Data to examine:
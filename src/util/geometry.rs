// Copyright (c) 2025, Jason Jenkins
// SPDX-License-Identifier: BSD-3-Clause

//! Geometric utility functions.
//!
//! This module provides conversions between YOLO-normalized coordinates and
//! pixel space, plus the display-fit math shared by the canvas and the
//! visualizer.

use crate::models::annotation::{BoxPx, PointPx};

/// Convert one YOLO record (`x_center y_center width height`, all 0-1) to a
/// pixel-space box.  Returns `None` unless exactly four coordinates are
/// present.
pub fn yolo_to_box(coords: &[f64], img_width: u32, img_height: u32) -> Option<BoxPx> {
    if coords.len() != 4 {
        return None;
    }
    let (w, h) = (img_width as f64, img_height as f64);
    let box_w = coords[2] * w;
    let box_h = coords[3] * h;
    Some(BoxPx::new(
        (coords[0] * w - box_w / 2.0) as f32,
        (coords[1] * h - box_h / 2.0) as f32,
        box_w as f32,
        box_h as f32,
    ))
}

/// Clamp a point into the image bounds.
pub fn clamp_to_image(p: PointPx, img_width: u32, img_height: u32) -> PointPx {
    PointPx::new(
        p.x.clamp(0.0, img_width as f32),
        p.y.clamp(0.0, img_height as f32),
    )
}

/// Fit an image into the available area preserving aspect ratio.  Returns
/// the displayed size.
pub fn fit_size(img_width: f32, img_height: f32, avail_width: f32, avail_height: f32) -> (f32, f32) {
    let img_aspect = img_width / img_height;
    let avail_aspect = avail_width / avail_height;

    if img_aspect > avail_aspect {
        // Image is wider - fit to width
        (avail_width, avail_width / img_aspect)
    } else {
        // Image is taller - fit to height
        (avail_height * img_aspect, avail_height)
    }
}

#[cfg(test)]
mod tests {
    use super::*;

    #[test]
    fn test_yolo_to_box_centered() {
        let rect = yolo_to_box(&[0.5, 0.5, 0.25, 0.25], 800, 600).unwrap();
        assert_eq!(rect, BoxPx::new(300.0, 225.0, 200.0, 150.0));
    }

    #[test]
    fn test_yolo_to_box_corner() {
        // Box filling the top-left quarter
        let rect = yolo_to_box(&[0.25, 0.25, 0.5, 0.5], 1920, 1080).unwrap();
        assert_eq!(rect, BoxPx::new(0.0, 0.0, 960.0, 540.0));
    }

    #[test]
    fn test_yolo_to_box_rejects_short_records() {
        assert!(yolo_to_box(&[0.5, 0.5, 0.25], 800, 600).is_none());
        assert!(yolo_to_box(&[], 800, 600).is_none());
    }

    #[test]
    fn test_clamp_to_image() {
        let p = clamp_to_image(PointPx::new(-5.0, 700.0), 800, 600);
        assert_eq!(p, PointPx::new(0.0, 600.0));
        let q = clamp_to_image(PointPx::new(400.0, 300.0), 800, 600);
        assert_eq!(q, PointPx::new(400.0, 300.0));
    }

    #[test]
    fn test_fit_size_wide_image() {
        let (w, h) = fit_size(1600.0, 800.0, 800.0, 800.0);
        assert_eq!((w, h), (800.0, 400.0));
    }

    #[test]
    fn test_fit_size_tall_image() {
        let (w, h) = fit_size(400.0, 800.0, 800.0, 400.0);
        assert_eq!((w, h), (200.0, 400.0));
    }
}
impl eframe::App for YboxApp {
    fn update(&mut self, ctx: &egui::Context, _frame: &mut eframe::Frame) {
        self.drain_jobs(ctx);
        self.drain_poller();

        // Keep polling job channels while anything runs in the background
        if self.busy() || self.poller.is_some() {
            ctx.request_repaint_after(Duration::from_millis(100));
        }

        // Top menu bar
        let mut menu_action = PanelAction::None;
        egui::TopBottomPanel::top("menu_bar").show(ctx, |ui| {
            egui::menu::bar(ui, |ui| {
                ui.menu_button("File", |ui| {
                    if ui.button("Open Image...").clicked() {
                        menu_action = PanelAction::PickImage;
                        ui.close_menu();
                    }
                    ui.separator();
                    if ui.button("Quit").clicked() {
                        ctx.send_viewport_cmd(egui::ViewportCommand::Close);
                    }
                });
                ui.menu_button("Session", |ui| {
                    if ui.button("Refresh sessions").clicked() {
                        menu_action = PanelAction::RefreshSessions;
                        ui.close_menu();
                    }
                });
            });
        });
        self.handle_panel_action(menu_action);

        // Class selector
        egui::TopBottomPanel::top("toolbar").show(ctx, |ui| {
            toolbar::show(ui, &self.config.classes, &mut self.store);
        });

        // Status bar
        egui::TopBottomPanel::bottom("status_bar").show(ctx, |ui| {
            if self
                .status
                .as_ref()
                .is_some_and(|s| s.set_at.elapsed() > STATUS_TTL)
            {
                self.status = None;
            }
            match &self.status {
                Some(status) => {
                    let color = match status.kind {
                        StatusKind::Info => egui::Color32::from_gray(200),
                        StatusKind::Success => egui::Color32::from_rgb(60, 180, 90),
                        StatusKind::Error => egui::Color32::from_rgb(220, 60, 60),
                    };
                    ui.colored_label(color, &status.text);
                }
                None => {
                    ui.label(
                        egui::RichText::new(format!("Backend: {}", self.config.server))
                            .small()
                            .weak(),
                    );
                }
            }
        });

        // Side panel (annotator forms + session list)
        let picked_name = self
            .picked_image
            .as_ref()
            .and_then(|p| p.file_name())
            .map(|n| n.to_string_lossy().to_string());
        let session_busy = self.session_busy();
        let side_action = egui::SidePanel::right("side_panel")
            .default_width(320.0)
            .show(ctx, |ui| {
                egui::ScrollArea::vertical()
                    .show(ui, |ui| {
                        let mut panel = AnnotatorPanel {
                            classes: &self.config.classes,
                            store: &self.store,
                            filename: &mut self.filename,
                            session_name: &mut self.session_name,
                            gen_params: &mut self.gen_params,
                            picked_image: picked_name.as_deref(),
                            generating: self.jobs.generate.is_some(),
                            saving: self.jobs.save.is_some(),
                        };
                        let mut action = panels::annotator_panel(ui, &mut panel);

                        ui.separator();
                        let sessions = SessionsPanel {
                            sessions: &self.sessions,
                            refreshing: self.jobs.sessions.is_some(),
                            session_busy,
                        };
                        let session_action = panels::sessions_panel(ui, &sessions);
                        if matches!(action, PanelAction::None) {
                            action = session_action;
                        }
                        action
                    })
                    .inner
            })
            .inner;
        self.handle_panel_action(side_action);

        // Main canvas (center)
        let canvas_action = egui::CentralPanel::default()
            .show(ctx, |ui| {
                canvas::show(
                    ui,
                    &self.store,
                    &self.config.classes,
                    &self.texture,
                    &mut self.gesture,
                )
            })
            .inner;
        if let CanvasAction::Committed(rect) = canvas_action {
            if let Some(class_id) = self.store.active_class() {
                self.store.add_annotation(rect, class_id);
            }
        }

        // Save result dialog
        if let Some(result) = &self.save_result {
            let mut open = true;
            let mut close_clicked = false;
            egui::Window::new("✅ Dataset saved")
                .open(&mut open)
                .collapsible(false)
                .show(ctx, |ui| {
                    ui.label(format!("Requested name: \"{}\"", result.original_name));
                    ui.label(format!("Stored as: \"{}\"", result.unique_name));
                    if !result.image_file.is_empty() {
                        ui.label(format!("Image: {}", result.image_file));
                    }
                    if !result.labels_file.is_empty() {
                        ui.label(format!("Labels: {}", result.labels_file));
                    }
                    ui.separator();
                    ui.label("YOLO labels:");
                    for line in &result.yolo_format {
                        ui.monospace(line);
                    }
                    ui.label(
                        egui::RichText::new("The stored image contains no annotation overlays")
                            .small()
                            .weak(),
                    );
                    ui.add_space(4.0);
                    if ui.button("Close").clicked() {
                        close_clicked = true;
                    }
                });
            if !open || close_clicked {
                self.save_result = None;
            }
        }

        // Delete confirmation dialog
        if let Some(name) = self.confirm_delete.clone() {
            let mut open = true;
            let mut delete_clicked = false;
            let mut cancel_clicked = false;
            egui::Window::new("⚠ Delete session?")
                .open(&mut open)
                .collapsible(false)
                .resizable(false)
                .show(ctx, |ui| {
                    ui.label(format!("Permanently delete session \"{}\"?", name));
                    ui.label(
                        egui::RichText::new(
                            "All images and labels in it will be removed. This cannot be undone.",
                        )
                        .small(),
                    );
                    ui.add_space(8.0);
                    ui.horizontal(|ui| {
                        if ui.button("🗑 Delete").clicked() {
                            delete_clicked = true;
                        }
                        if ui.button("Cancel").clicked() {
                            cancel_clicked = true;
                        }
                    });
                });
            if delete_clicked {
                self.spawn_delete(name);
                self.confirm_delete = None;
            } else if !open || cancel_clicked {
                self.confirm_delete = None;
            }
        }

        // Augmentation modal
        match augment::show(ctx, &mut self.augment) {
            AugmentAction::None => {}
            AugmentAction::Start(variants) => self.start_augmentation(variants),
            AugmentAction::Closed => {
                // Closing the modal stops the poll loop
                self.poller = None;
            }
        }

        // Session visualizer
        visualizer::show(ctx, &mut self.visualizer, &self.config.classes);
    }
}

Instructions for the task: Your answer should consist of each line above in which "into" appears.

Response:
/// Clamp a point into the image bounds.
/// Fit an image into the available area preserving aspect ratio.  Returns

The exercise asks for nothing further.